Wednesday, August 22, 2007

Poverty and self-awareness

John Greenan, one of my partners here at CDM, sent me a link to Chris Kelly's creative essay that appeared last Sunday (August 19) on The Huffington Post (Learning to Loathe Yourself: Peggy Noonan and How To Be a Conservative Pundit).

What impressed me about his post was not the embedded political debate, but his commitment to understand the reality facing people who live in poverty.

At the end of his lengthy comments, Kelly quotes George Orwell from The Road to Wigan Pier:

At the back of one of the houses a young woman was kneeling on the stones, poking a stick up the leaden waste-pipe which ran from the sink inside and which I suppose was blocked.
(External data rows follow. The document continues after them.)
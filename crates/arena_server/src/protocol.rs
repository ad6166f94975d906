//! JSON event protocol between clients and the gateway.
//!
//! Every frame is an object tagged by `event`, with the payload (if any)
//! under `data`:
//!
//! ```json
//! {"event": "makeMove", "data": {"roomId": "room-1", "index": 4}}
//! ```

use crate::identity::{Profile, RoomId};
use arena_tictactoe::{BOARD_SIZE, GameState, LastMove, Mark};
use serde::{Deserialize, Serialize};

/// Payload of `joinQueue`. The whole `data` object may be omitted.
#[derive(Debug, Clone, Default, PartialEq, Eq, Serialize, Deserialize)]
#[serde(rename_all = "camelCase")]
pub struct JoinRequest {
    /// Optional persistent identity.
    #[serde(default)]
    pub profile: Option<Profile>,
}

/// Payload of `playComputer`. The whole `data` object may be omitted.
#[derive(Debug, Clone, Default, PartialEq, Eq, Serialize, Deserialize)]
#[serde(rename_all = "camelCase")]
pub struct ComputerRequest {
    /// Optional persistent identity.
    #[serde(default)]
    pub profile: Option<Profile>,
    /// Mark the human wants; X when absent.
    #[serde(default)]
    pub mark: Option<Mark>,
}

/// Events sent by clients.
///
/// Payload-carrying joins are newtype variants over `Option`, so a frame
/// without `data` parses as `None`.
#[derive(Debug, Clone, PartialEq, Eq, Serialize, Deserialize)]
#[serde(tag = "event", content = "data", rename_all = "camelCase", rename_all_fields = "camelCase")]
pub enum ClientMessage {
    /// Enter the matchmaking queue.
    JoinQueue(Option<JoinRequest>),
    /// Start a single-player game against the computer.
    PlayComputer(Option<ComputerRequest>),
    /// Place the sender's mark.
    MakeMove {
        /// Room the sender believes it is in.
        room_id: RoomId,
        /// Board index (0-8).
        index: usize,
    },
    /// Start the sender's room over with a fresh board.
    ResetGame,
    /// Leave the current room.
    LeaveGame,
    /// Stop waiting for an opponent.
    LeaveQueue,
}

/// Player names for both marks.
#[derive(Debug, Clone, PartialEq, Eq, Default, Serialize, Deserialize)]
pub struct Names {
    /// Name of the X player, if known.
    #[serde(rename = "X")]
    pub x: Option<String>,
    /// Name of the O player, if known.
    #[serde(rename = "O")]
    pub o: Option<String>,
}

/// Serializable snapshot of a game.
#[derive(Debug, Clone, PartialEq, Eq, Serialize, Deserialize)]
#[serde(rename_all = "camelCase")]
pub struct GameStateView {
    /// Squares in row-major order; `null` for empty.
    pub board: [Option<Mark>; BOARD_SIZE],
    /// Mark to move next.
    pub current_turn: Mark,
    /// Winning mark once the game is won.
    pub winner: Option<Mark>,
    /// True once the game is drawn.
    pub is_draw: bool,
    /// Accepted move indices in order.
    pub moves: Vec<usize>,
}

impl From<&GameState> for GameStateView {
    fn from(state: &GameState) -> Self {
        let squares = state.board().squares();
        Self {
            board: std::array::from_fn(|i| squares[i].mark()),
            current_turn: state.current_turn(),
            winner: state.status().winner(),
            is_draw: state.status() == arena_tictactoe::GameStatus::Draw,
            moves: state.history().to_vec(),
        }
    }
}

/// Events sent to clients.
#[derive(Debug, Clone, PartialEq, Eq, Serialize, Deserialize)]
#[serde(tag = "event", content = "data", rename_all = "camelCase", rename_all_fields = "camelCase")]
pub enum ServerMessage {
    /// Queued; no opponent yet.
    WaitingForOpponent,
    /// Removed from the queue on request.
    LeftQueue,
    /// A room was created for the recipient.
    GameStart {
        /// The new room.
        room_id: RoomId,
        /// Recipient's mark.
        your_mark: Mark,
        /// Opponent's mark.
        opponent_mark: Mark,
        /// Mark to move first.
        current_turn: Mark,
        /// Names of both players.
        names: Names,
    },
    /// A move was accepted.
    GameUpdate {
        /// State after the move.
        state: GameStateView,
        /// The move just played.
        last_move: LastMove,
    },
    /// The game finished or was abandoned.
    GameEnd {
        /// Winning mark; `null` for a draw or abandonment.
        winner: Option<Mark>,
        /// Name or connection of the winner.
        winning_identity: Option<String>,
        /// True only for a drawn board.
        is_draw: bool,
        /// Human-readable summary.
        message: String,
    },
    /// The room's game was started over.
    GameReset {
        /// Fresh state.
        state: GameStateView,
    },
    /// The opponent's connection dropped.
    OpponentDisconnected,
    /// The opponent left the room.
    OpponentLeft,
    /// The recipient's last request was rejected.
    Error {
        /// Why.
        message: String,
    },
}

impl ServerMessage {
    /// Builds an error reply.
    pub fn error(message: impl Into<String>) -> Self {
        ServerMessage::Error {
            message: message.into(),
        }
    }
}
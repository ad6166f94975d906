//! WebSocket transport.
//!
//! One task per socket: inbound text frames are parsed as
//! [`ClientMessage`] and handed to the gateway; everything the gateway
//! addresses to this connection is written back as JSON.

use crate::app::AppState;
use crate::gateway::GatewayHandle;
use crate::protocol::{ClientMessage, ServerMessage};
use axum::extract::State;
use axum::extract::ws::{Message, WebSocket, WebSocketUpgrade};
use axum::response::Response;
use futures::{SinkExt, StreamExt};
use tracing::{debug, info, instrument, warn};

/// Upgrades `GET /ws` to a game connection.
pub async fn ws_handler(ws: WebSocketUpgrade, State(state): State<AppState>) -> Response {
    let gateway = state.gateway().clone();
    ws.on_upgrade(move |socket| handle_socket(socket, gateway))
}

#[instrument(skip_all)]
async fn handle_socket(socket: WebSocket, gateway: GatewayHandle) {
    let (conn, mut outbound) = match gateway.connect() {
        Ok(registered) => registered,
        Err(e) => {
            warn!(error = %e, "Rejecting socket");
            return;
        }
    };
    info!(conn = %conn, "Socket opened");

    let (mut sink, mut stream) = socket.split();
    loop {
        tokio::select! {
            Some(message) = outbound.recv() => {
                match serde_json::to_string(&message) {
                    Ok(json) => {
                        if sink.send(Message::Text(json.into())).await.is_err() {
                            break;
                        }
                    }
                    Err(e) => warn!(conn = %conn, error = %e, "Failed to encode message"),
                }
            }
            frame = stream.next() => {
                match frame {
                    Some(Ok(Message::Text(text))) => {
                        match serde_json::from_str::<ClientMessage>(text.as_str()) {
                            Ok(message) => {
                                if gateway.send(conn, message).is_err() {
                                    break;
                                }
                            }
                            Err(e) => {
                                debug!(conn = %conn, error = %e, "Unparseable frame");
                                let reply = ServerMessage::error(format!("Invalid message: {}", e));
                                let Ok(json) = serde_json::to_string(&reply) else {
                                    continue;
                                };
                                if sink.send(Message::Text(json.into())).await.is_err() {
                                    break;
                                }
                            }
                        }
                    }
                    Some(Ok(Message::Close(_))) | None => break,
                    Some(Ok(_)) => {}
                    Some(Err(e)) => {
                        debug!(conn = %conn, error = %e, "Socket error");
                        break;
                    }
                }
            }
        }
    }

    if let Err(e) = gateway.disconnect(conn) {
        warn!(conn = %conn, error = %e, "Could not report disconnect");
    }
    info!(conn = %conn, "Socket closed");
}
//! HTTP surface and server startup.

use crate::config::ServerConfig;
use crate::gateway::{Gateway, GatewayHandle};
use crate::registry::SessionRegistry;
use crate::stats::{MemoryStats, StatsSnapshot};
use crate::ws::ws_handler;
use axum::body::Body;
use axum::extract::State;
use axum::http::{Request, StatusCode};
use axum::routing::get;
use axum::{Json, Router};
use derive_getters::Getters;
use std::sync::Arc;
use tower::ServiceBuilder;
use tracing::{debug, info, instrument, warn};

/// Shared state handed to every handler.
#[derive(Debug, Clone, Getters)]
pub struct AppState {
    gateway: GatewayHandle,
    stats: Arc<MemoryStats>,
}

impl AppState {
    /// Bundles the gateway handle and the stats store.
    pub fn new(gateway: GatewayHandle, stats: Arc<MemoryStats>) -> Self {
        Self { gateway, stats }
    }
}

/// Builds the router: `/ws`, `/healthz`, `/api/stats`.
pub fn router(state: AppState) -> Router {
    Router::new()
        .route("/ws", get(ws_handler))
        .route("/healthz", get(health))
        .route("/api/stats", get(stats))
        .layer(ServiceBuilder::new().map_request(|req: Request<Body>| {
            debug!(method = %req.method(), uri = %req.uri(), "Incoming HTTP request");
            req
        }))
        .with_state(state)
}

async fn health() -> &'static str {
    "ok"
}

#[instrument(skip(state))]
async fn stats(State(state): State<AppState>) -> Result<Json<StatsSnapshot>, (StatusCode, String)> {
    state.stats.snapshot().map(Json).map_err(|e| {
        warn!(error = %e, "Stats unavailable");
        (StatusCode::INTERNAL_SERVER_ERROR, e.message)
    })
}

/// Runs the server until Ctrl+C.
#[instrument(skip(config), fields(addr = %config.bind_addr()))]
pub async fn serve(config: &ServerConfig) -> anyhow::Result<()> {
    let stats = Arc::new(MemoryStats::new());
    let registry = SessionRegistry::new(stats.clone());
    let (gateway, gateway_task) = Gateway::new(registry).spawn();

    let app = router(AppState::new(gateway, stats));
    let listener = tokio::net::TcpListener::bind(config.bind_addr()).await?;
    info!("Server ready at http://{}/ (WebSocket at /ws)", config.bind_addr());

    axum::serve(listener, app)
        .with_graceful_shutdown(shutdown_signal())
        .await?;

    // Upgraded sockets may still hold handles, so the loop is stopped rather than drained.
    gateway_task.abort();
    info!("Server stopped");
    Ok(())
}

async fn shutdown_signal() {
    if let Err(e) = tokio::signal::ctrl_c().await {
        warn!(error = %e, "Failed to listen for Ctrl+C");
        std::future::pending::<()>().await;
    }
    info!("Shutdown requested");
}
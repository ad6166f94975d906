//! Server configuration.

use derive_getters::Getters;
use derive_more::{Display, Error};
use serde::{Deserialize, Serialize};
use std::path::Path;
use tracing::{debug, info, instrument, warn};

/// Runtime settings, read from TOML with every field optional.
///
/// ```toml
/// host = "0.0.0.0"
/// port = 3000
/// log_filter = "info,arena_server=debug"
/// ```
#[derive(Debug, Clone, PartialEq, Eq, Getters, Serialize, Deserialize)]
pub struct ServerConfig {
    /// Interface to bind.
    #[serde(default = "default_host")]
    host: String,

    /// Port to bind.
    #[serde(default = "default_port")]
    port: u16,

    /// `tracing` filter used when `RUST_LOG` is unset.
    #[serde(default = "default_log_filter")]
    log_filter: String,
}

fn default_host() -> String {
    "127.0.0.1".to_string()
}

fn default_port() -> u16 {
    3000
}

fn default_log_filter() -> String {
    "info,arena_server=debug".to_string()
}

impl Default for ServerConfig {
    fn default() -> Self {
        Self {
            host: default_host(),
            port: default_port(),
            log_filter: default_log_filter(),
        }
    }
}

impl ServerConfig {
    /// Loads configuration from a TOML file.
    #[instrument(skip(path), fields(path = %path.as_ref().display()))]
    pub fn from_file(path: impl AsRef<Path>) -> Result<Self, ConfigError> {
        debug!("Loading config from file");
        let content = std::fs::read_to_string(path.as_ref())
            .map_err(|e| ConfigError::new(format!("Failed to read config file: {}", e)))?;

        let config: Self = toml::from_str(&content)
            .map_err(|e| ConfigError::new(format!("Failed to parse config: {}", e)))?;

        info!(host = %config.host, port = config.port, "Config loaded successfully");
        Ok(config)
    }

    /// Resolves configuration: the file if given and present, otherwise
    /// defaults, then the `PORT` environment variable.
    #[instrument]
    pub fn load(path: Option<&Path>) -> Result<Self, ConfigError> {
        let mut config = match path {
            Some(path) if path.exists() => Self::from_file(path)?,
            Some(path) => {
                info!("Config file not found at {}, using defaults", path.display());
                Self::default()
            }
            None => Self::default(),
        };

        if let Ok(raw) = std::env::var("PORT") {
            match raw.parse() {
                Ok(port) => config.port = port,
                Err(e) => warn!(value = %raw, error = %e, "Ignoring invalid PORT"),
            }
        }
        Ok(config)
    }

    /// Applies command-line overrides.
    pub fn with_overrides(mut self, host: Option<String>, port: Option<u16>) -> Self {
        if let Some(host) = host {
            self.host = host;
        }
        if let Some(port) = port {
            self.port = port;
        }
        self
    }

    /// `host:port` for binding.
    pub fn bind_addr(&self) -> String {
        format!("{}:{}", self.host, self.port)
    }
}

/// Configuration error.
#[derive(Debug, Clone, Display, Error)]
#[display("Config error: {} at {}:{}", message, file, line)]
pub struct ConfigError {
    /// Error message.
    pub message: String,
    /// Line number where error occurred.
    pub line: u32,
    /// Source file where error occurred.
    pub file: &'static str,
}

impl ConfigError {
    /// Creates a new configuration error.
    #[track_caller]
    #[instrument(skip(message))]
    pub fn new(message: String) -> Self {
        let loc = std::panic::Location::caller();
        Self {
            message,
            line: loc.line(),
            file: loc.file(),
        }
    }
}
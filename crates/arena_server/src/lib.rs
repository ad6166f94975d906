//! Arena server library - real-time tic-tac-toe matchmaking
//!
//! # Architecture
//!
//! - **Registry**: matchmaking queue, rooms and identity bindings; the
//!   authoritative owner of every game
//! - **Gateway**: single event loop that feeds connection events to the
//!   registry and routes the resulting messages to connections
//! - **Transport**: axum WebSocket endpoint speaking the JSON protocol
//! - **Stats**: collaborator interface for finished-game results
//!
//! # Example
//!
//! ```
//! use arena_server::{ConnectionId, ServerMessage, SessionRegistry};
//!
//! let mut registry = SessionRegistry::default();
//! let a = ConnectionId::new(1);
//! let b = ConnectionId::new(2);
//!
//! registry.join_queue(a, None).unwrap();
//! let started = registry.join_queue(b, None).unwrap();
//! assert!(started
//!     .iter()
//!     .all(|d| matches!(d.message, ServerMessage::GameStart { .. })));
//! ```

#![warn(missing_docs)]
#![forbid(unsafe_code)]

mod app;
mod cli;
mod config;
mod error;
mod gateway;
mod identity;
mod protocol;
mod registry;
mod stats;
mod ws;

// Crate-level exports - Server
pub use app::{AppState, router, serve};

// Crate-level exports - CLI and configuration
pub use cli::{Cli, Command};
pub use config::{ConfigError, ServerConfig};

// Crate-level exports - Sessions
pub use error::SessionError;
pub use gateway::{Gateway, GatewayError, GatewayEvent, GatewayHandle};
pub use identity::{ConnectionId, IdentityBinding, Profile, RoomId};
pub use registry::{COMPUTER_NAME, Dispatch, Participant, Room, SessionRegistry};

// Crate-level exports - Protocol
pub use protocol::{ClientMessage, ComputerRequest, GameStateView, JoinRequest, Names, ServerMessage};

// Crate-level exports - Stats
pub use stats::{MemoryStats, Outcome, PlayerRecord, StatsError, StatsRecorder, StatsSnapshot};
//! Session error types.

use crate::identity::RoomId;
use arena_tictactoe::{MoveError, SearchError};
use derive_more::{Display, From};

/// A rejected request. Reported to the offending connection only; the
/// room's state is unchanged.
#[derive(Debug, Clone, PartialEq, Eq, Display, From)]
pub enum SessionError {
    /// The engine refused the move.
    #[display("Invalid move: {}", _0)]
    #[from]
    InvalidMove(MoveError),

    /// The sender's mark is not the one to move.
    #[display("Not your turn")]
    NotYourTurn,

    /// The room does not exist (never created or already torn down).
    #[display("Room {} not found", _0)]
    RoomNotFound(RoomId),

    /// The search was asked to move on a full board.
    #[display("No legal move available")]
    NoLegalMove,

    /// The sender is not seated in the room it addressed.
    #[display("You are not a player in this game")]
    NotInSession,

    /// The sender is already queued or seated.
    #[display("Already waiting or in a game")]
    AlreadyJoined,
}

impl std::error::Error for SessionError {}

impl From<SearchError> for SessionError {
    fn from(err: SearchError) -> Self {
        match err {
            SearchError::NoLegalMove => SessionError::NoLegalMove,
        }
    }
}
//! Connection and room identities.

use arena_tictactoe::Mark;
use derive_getters::Getters;
use derive_more::{Display, From};
use serde::{Deserialize, Serialize};

/// Identity of one live connection, assigned by the gateway.
#[derive(Debug, Clone, Copy, PartialEq, Eq, Hash, PartialOrd, Ord, Display, From, Serialize, Deserialize)]
#[display("conn-{}", _0)]
pub struct ConnectionId(u64);

impl ConnectionId {
    /// Wraps a raw id.
    pub fn new(raw: u64) -> Self {
        Self(raw)
    }
}

/// Opaque room token.
#[derive(Debug, Clone, PartialEq, Eq, Hash, Display, From, Serialize, Deserialize)]
#[serde(transparent)]
pub struct RoomId(String);

impl RoomId {
    /// Wraps a token.
    pub fn new(token: impl Into<String>) -> Self {
        Self(token.into())
    }

    /// Returns the token.
    pub fn as_str(&self) -> &str {
        &self.0
    }
}

/// Persistent identity supplied by the login collaborator at join time.
#[derive(Debug, Clone, PartialEq, Eq, Getters, Serialize, Deserialize, derive_new::new)]
#[serde(rename_all = "camelCase")]
pub struct Profile {
    /// Stable user id used for stats reporting.
    user_id: String,
    /// Name shown to the opponent.
    display_name: String,
}

/// What a seated connection is bound to. One per connection in a room.
#[derive(Debug, Clone, PartialEq, Eq, Getters)]
pub struct IdentityBinding {
    room_id: RoomId,
    mark: Mark,
    display_name: Option<String>,
    user_id: Option<String>,
}

impl IdentityBinding {
    /// Binds a connection to a room and mark, copying the optional profile.
    pub fn new(room_id: RoomId, mark: Mark, profile: Option<&Profile>) -> Self {
        Self {
            room_id,
            mark,
            display_name: profile.map(|p| p.display_name().clone()),
            user_id: profile.map(|p| p.user_id().clone()),
        }
    }

    /// Name shown to others: the profile's display name, else `conn`.
    pub fn label(&self, conn: ConnectionId) -> String {
        self.display_name
            .clone()
            .unwrap_or_else(|| conn.to_string())
    }
}
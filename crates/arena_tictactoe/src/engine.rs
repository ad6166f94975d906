//! Authoritative game state machine.

use super::rules::evaluate;
use super::types::{BOARD_SIZE, Board, GameStatus, LastMove, Mark, Square};
use serde::{Deserialize, Serialize};
use tracing::{debug, instrument};

/// Error that can occur when applying a move.
#[derive(Debug, Clone, Copy, PartialEq, Eq, derive_more::Display)]
pub enum MoveError {
    /// The index is outside 0-8.
    #[display("Position {} is out of bounds (must be 0-8)", _0)]
    OutOfBounds(usize),

    /// The square at the index is already occupied.
    #[display("Square {} is already occupied", _0)]
    Occupied(usize),

    /// The game is already won or drawn.
    #[display("Game is already over")]
    GameOver,
}

impl std::error::Error for MoveError {}

/// Places `mark` at `index`, returning the new board.
///
/// The input board is left untouched; the caller decides whether to keep
/// the result.
///
/// # Errors
///
/// Returns [`MoveError`] if the index is out of range, the square is
/// occupied, or the board is already terminal.
pub fn apply_move(board: &Board, index: usize, mark: Mark) -> Result<Board, MoveError> {
    if evaluate(board).is_terminal() {
        return Err(MoveError::GameOver);
    }
    if index >= BOARD_SIZE {
        return Err(MoveError::OutOfBounds(index));
    }
    if !board.is_empty(index) {
        return Err(MoveError::Occupied(index));
    }
    let mut next = *board;
    next.put(index, Square::Occupied(mark));
    Ok(next)
}

/// Complete state of one game.
#[derive(Debug, Clone, PartialEq, Eq, Serialize, Deserialize)]
pub struct GameState {
    board: Board,
    current_turn: Mark,
    status: GameStatus,
    history: Vec<usize>,
}

impl GameState {
    /// A fresh game: empty board, X to move.
    pub fn new() -> Self {
        Self {
            board: Board::new(),
            current_turn: Mark::X,
            status: GameStatus::InProgress,
            history: Vec::new(),
        }
    }

    /// Returns the board.
    pub fn board(&self) -> &Board {
        &self.board
    }

    /// Returns the mark to move next.
    pub fn current_turn(&self) -> Mark {
        self.current_turn
    }

    /// Returns the game status.
    pub fn status(&self) -> GameStatus {
        self.status
    }

    /// Returns accepted move indices in order.
    pub fn history(&self) -> &[usize] {
        &self.history
    }

    /// Plays `index` for the mark whose turn it is.
    ///
    /// The status is evaluated with the mover still recorded, then the
    /// turn flips. The receiver is not modified.
    ///
    /// # Errors
    ///
    /// Returns [`MoveError`] when the move is rejected.
    pub fn play(&self, index: usize) -> Result<(GameState, LastMove), MoveError> {
        let mark = self.current_turn;
        let board = apply_move(&self.board, index, mark)?;
        let status = evaluate(&board);
        let mut history = self.history.clone();
        history.push(index);
        let next = GameState {
            board,
            current_turn: mark.opponent(),
            status,
            history,
        };
        Ok((next, LastMove { mark, index }))
    }
}

impl Default for GameState {
    fn default() -> Self {
        Self::new()
    }
}

/// Tic-tac-toe game engine owning one [`GameState`].
#[derive(Debug, Clone, Default)]
pub struct Game {
    state: GameState,
}

impl Game {
    /// Creates a new game.
    #[instrument]
    pub fn new() -> Self {
        Self {
            state: GameState::new(),
        }
    }

    /// Returns the current game state.
    pub fn state(&self) -> &GameState {
        &self.state
    }

    /// Makes a move for the current mark, replacing the state on success.
    ///
    /// # Errors
    ///
    /// Returns [`MoveError`] and leaves the state unchanged on rejection.
    #[instrument(skip(self), fields(turn = %self.state.current_turn))]
    pub fn make_move(&mut self, index: usize) -> Result<LastMove, MoveError> {
        let (next, last) = self.state.play(index)?;
        debug!(status = ?next.status, moves = next.history.len(), "Move applied");
        self.state = next;
        Ok(last)
    }

    /// Discards the current state for a fresh one. X moves first.
    #[instrument(skip(self))]
    pub fn reset(&mut self) {
        self.state = GameState::new();
    }
}

#[cfg(test)]
mod tests {
    use super::*;

    #[test]
    fn test_apply_move_leaves_input_untouched() {
        let board = Board::new();
        let next = apply_move(&board, 4, Mark::X).expect("legal");
        assert_eq!(board, Board::new());
        assert_eq!(next.get(4), Some(Square::Occupied(Mark::X)));
    }

    #[test]
    fn test_apply_move_rejections() {
        let board: Board = "X../.../...".parse().expect("valid board");
        assert_eq!(apply_move(&board, 9, Mark::O), Err(MoveError::OutOfBounds(9)));
        assert_eq!(apply_move(&board, 0, Mark::O), Err(MoveError::Occupied(0)));

        let won: Board = "XXX/OO./...".parse().expect("valid board");
        assert_eq!(apply_move(&won, 8, Mark::O), Err(MoveError::GameOver));
    }

    #[test]
    fn test_turn_flips_after_win_and_mover_is_recorded() {
        let mut game = Game::new();
        for index in [0, 3, 1, 4] {
            game.make_move(index).expect("legal");
        }
        let last = game.make_move(2).expect("winning move");
        assert_eq!(last, LastMove { mark: Mark::X, index: 2 });
        assert_eq!(game.state().status(), GameStatus::Won(Mark::X));
        assert_eq!(game.state().current_turn(), Mark::O);
    }

    #[test]
    fn test_rejected_move_keeps_state() {
        let mut game = Game::new();
        game.make_move(4).expect("legal");
        let before = game.state().clone();
        assert_eq!(game.make_move(4), Err(MoveError::Occupied(4)));
        assert_eq!(game.state(), &before);
    }

    #[test]
    fn test_reset_restores_fresh_state() {
        let mut game = Game::new();
        game.make_move(0).expect("legal");
        game.make_move(1).expect("legal");
        game.reset();
        assert_eq!(game.state(), &GameState::new());
        assert_eq!(game.state().current_turn(), Mark::X);
    }
}
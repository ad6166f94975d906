//! Pure tic-tac-toe game logic.
//!
//! - **Engine**: board, turn and terminal status for one game, with move
//!   validation and win/draw detection.
//! - **Search**: exhaustive minimax that plays perfectly for either mark.
//!
//! Nothing here does I/O or knows about connections; the server crate owns
//! sessions and drives these types.
//!
//! # Example
//!
//! ```
//! use arena_tictactoe::{best_move, Game, GameStatus, Mark};
//!
//! let mut game = Game::new();
//! game.make_move(4).unwrap();
//! let reply = best_move(game.state().board(), Mark::O).unwrap();
//! game.make_move(reply).unwrap();
//! assert_eq!(game.state().status(), GameStatus::InProgress);
//! ```

#![warn(missing_docs)]
#![forbid(unsafe_code)]

mod engine;
mod rules;
mod search;
mod types;

pub use engine::{Game, GameState, MoveError, apply_move};
pub use rules::{LINES, check_winner, evaluate, is_full};
pub use search::{ScoredMove, SearchError, WIN, best_move, score_moves};
pub use types::{BOARD_SIZE, Board, BoardParseError, GameStatus, LastMove, Mark, Square};
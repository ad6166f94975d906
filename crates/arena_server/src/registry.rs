//! Matchmaking queue and room lifecycle.
//!
//! [`SessionRegistry`] is the single owner of every room, the waiting
//! queue, and the identity bindings that map a connection to its room. Each
//! operation runs to completion and returns the messages it produced as
//! [`Dispatch`]es addressed to individual connections; delivering them is
//! the gateway's job.

use crate::error::SessionError;
use crate::identity::{ConnectionId, IdentityBinding, Profile, RoomId};
use crate::protocol::{GameStateView, Names, ServerMessage};
use crate::stats::{MemoryStats, Outcome, StatsRecorder};
use arena_tictactoe::{Game, GameState, GameStatus, LastMove, Mark, MoveError, best_move};
use std::collections::{HashMap, VecDeque};
use std::sync::Arc;
use tracing::{debug, info, instrument, warn};

/// Name reported for the search opponent.
pub const COMPUTER_NAME: &str = "Computer";

/// A message addressed to one connection.
#[derive(Debug, Clone, PartialEq, Eq)]
pub struct Dispatch {
    /// Recipient.
    pub to: ConnectionId,
    /// Payload.
    pub message: ServerMessage,
}

impl Dispatch {
    /// Addresses `message` to `to`.
    pub fn new(to: ConnectionId, message: ServerMessage) -> Self {
        Self { to, message }
    }
}

/// Who holds a mark in a room. Human marks and names live in the
/// connection's [`IdentityBinding`].
#[derive(Debug, Clone, Copy, PartialEq, Eq)]
pub enum Participant {
    /// A connected human.
    Human(ConnectionId),
    /// The search opponent.
    Computer(Mark),
}

/// How a seated connection went away.
#[derive(Debug, Clone, Copy, PartialEq, Eq)]
enum Departure {
    Left,
    Disconnected,
}

type Bindings = HashMap<ConnectionId, IdentityBinding>;

/// One game instance and the participants bound to it.
#[derive(Debug, Clone)]
pub struct Room {
    id: RoomId,
    game: Game,
    participants: Vec<Participant>,
}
I had time to see everything about her--her sacking apron, 
her clumsy clogs, her arms reddened by the cold.... She had a round pale face, the usual exhausted face of the slum girl who is twenty-five and 
looks forty, thanks to miscarriages and drudgery; and it wore, for the second in which I saw it, the most desolate, hopeless expression I have
ever seen.

It struck me then that we are mistaken when we say that "It isn't the same for them as it would be for us," and that people bred in the 
slums can imagine nothing but the slums.

For what I saw in her face was not the ignorant suffering of an animal. She knew well enough what was happening to her--understood as well as I did how dreadful a destiny it was to be kneeling there in the bitter cold, on the slimy stones of a slum backyard, poking a stick up a foul drain-pipe."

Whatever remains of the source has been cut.